Certes, un peu plus loin, la brochure cégétiste prévient : « Ces revenus sont insuffisants pour faire face au montant réel des retraites à payer et la banque, comme elle s'y est engagée solennellement, comble l'écart par une subvention. Financièrement, tout se passe donc comme si la Banque payait une cotisation patronale. » Sans doute. Cette « cotisation patronale » s'élève d'ailleurs, selon un rapport du Sénat de 2018, à 428 millions d'euros.

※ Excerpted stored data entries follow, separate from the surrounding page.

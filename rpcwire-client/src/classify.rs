//! Classification of transport failures into coded errors.

use std::error::Error as StdError;

use h2::Reason;
use rpcwire_core::body::BoxError;
use rpcwire_core::{Error, Protocol};

const H2C_REFUSED: &[&str] = &["frame with invalid size", "invalid preface"];
const H2C_REQUIRED: &[&str] = &["invalid HTTP version parsed"];

/// Classify a failure raised by hyper while issuing a request or reading a
/// response body.
///
/// Errors that already carry a code pass through unchanged.
pub(crate) fn classify_transport(err: &(dyn StdError + 'static)) -> Error {
    let mut current: Option<&(dyn StdError + 'static)> = Some(err);
    let mut incomplete = false;
    while let Some(source) = current {
        if let Some(coded) = source.downcast_ref::<Error>() {
            return coded.clone();
        }
        if let Some(h2_err) = source.downcast_ref::<h2::Error>() {
            if let Some(reason) = h2_err.reason() {
                return from_reason(reason, &chain_message(err));
            }
        }
        if let Some(hyper_err) = source.downcast_ref::<hyper::Error>() {
            if hyper_err.is_canceled() {
                return Error::canceled(chain_message(err));
            }
            if hyper_err.is_timeout() {
                return Error::deadline_exceeded(chain_message(err));
            }
            incomplete |= hyper_err.is_incomplete_message();
        }
        if let Some(io_err) = source.downcast_ref::<std::io::Error>() {
            match io_err.kind() {
                std::io::ErrorKind::TimedOut => {
                    return Error::deadline_exceeded(chain_message(err));
                }
                std::io::ErrorKind::UnexpectedEof => incomplete = true,
                _ => {}
            }
        }
        current = source.source();
    }
    // A clean EOF here is the peer hanging up mid-handshake, not the end of
    // a stream.
    if incomplete {
        return Error::unavailable("unexpected EOF");
    }
    let message = chain_message(err);
    Error::unavailable(with_h2c_hint(message))
}

/// Adapter for [`rpcwire_core::BodyStream::with_classifier`].
pub(crate) fn classify_body(err: BoxError) -> Error {
    classify_transport(&*err)
}

fn from_reason(reason: Reason, message: &str) -> Error {
    match reason {
        Reason::REFUSED_STREAM => Error::unavailable(message.to_string()),
        Reason::CANCEL => Error::canceled(message.to_string()),
        Reason::ENHANCE_YOUR_CALM => Error::resource_exhausted("bandwidth exhausted"),
        Reason::INADEQUATE_SECURITY => Error::permission_denied("transport protocol insecure"),
        _ => Error::internal(message.to_string()),
    }
}

/// hyper's outer errors say little on their own; join the whole chain.
fn chain_message(err: &(dyn StdError + 'static)) -> String {
    let mut message = err.to_string();
    let mut current = err.source();
    while let Some(source) = current {
        let text = source.to_string();
        if !message.contains(&text) {
            message.push_str(": ");
            message.push_str(&text);
        }
        current = source.source();
    }
    message
}

fn with_h2c_hint(message: String) -> String {
    if H2C_REFUSED.iter().any(|needle| message.contains(needle)) {
        return format!(
            "{message}: possible h2c configuration issue, the server may not accept HTTP/2 without TLS"
        );
    }
    if H2C_REQUIRED.iter().any(|needle| message.contains(needle)) {
        return format!(
            "{message}: possible h2c configuration issue, the server may require HTTP/2; enable http2_only on the transport"
        );
    }
    message
}

/// Rewrite a content-type failure when the response looks like another
/// protocol of the family. The code is kept.
pub(crate) fn with_protocol_hint(err: Error, expected: Protocol, content_type: &str) -> Error {
    let grpc_web = content_type.starts_with("application/grpc-web");
    let grpc = content_type.starts_with("application/grpc") && !grpc_web;
    let connect = content_type.starts_with("application/") && !grpc && !grpc_web;
    let hint = match expected {
        Protocol::Connect if grpc || grpc_web => "the server answered with gRPC",
        Protocol::Grpc if grpc_web => "the server answered with gRPC-Web",
        Protocol::GrpcWeb if grpc => "the server answered with gRPC, not gRPC-Web",
        Protocol::Grpc | Protocol::GrpcWeb if connect => "the server answered with Connect",
        _ => return err,
    };
    let mut hinted = Error::new(
        err.code(),
        format!("{}: possible wrong protocol, {hint}", err.message()),
    );
    hinted.set_details(err.details().to_vec());
    hinted
}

La bénévolence, un dispositif très… spécifique
Cette subvention s'explique par le déséquilibre démographique du régime spécial de la Banque de France, institué en 1808, huit ans après la création par Napoléon de la Banque de France. Il compte aujourd'hui 17 000 bénéficiaires, pour près de 10 000 cotisants. L'autre explication, c'est son coût. Le régime de retraite de la Banque de France passe pour être l'un des plus avantageux, donc parmi les plus coûteux, de France. Il doit s'aligner, depuis 2007, sur celui de la fonction publique, mais comprend toujours quelques privilèges. L'âge de départ à la retraite se rapproche année après année du régime commun (62 ans), sauf pour les agents nés avant 1959 – les plus âgés d'entre eux pouvant partir à 60 ans, comme avant la réforme. Certains peuvent encore avancer l'âge de la retraite, jusqu'à… 55 ans. S'il a cotisé la durée requise, l'agent touchera 75 % de son salaire calculé sur les six derniers mois.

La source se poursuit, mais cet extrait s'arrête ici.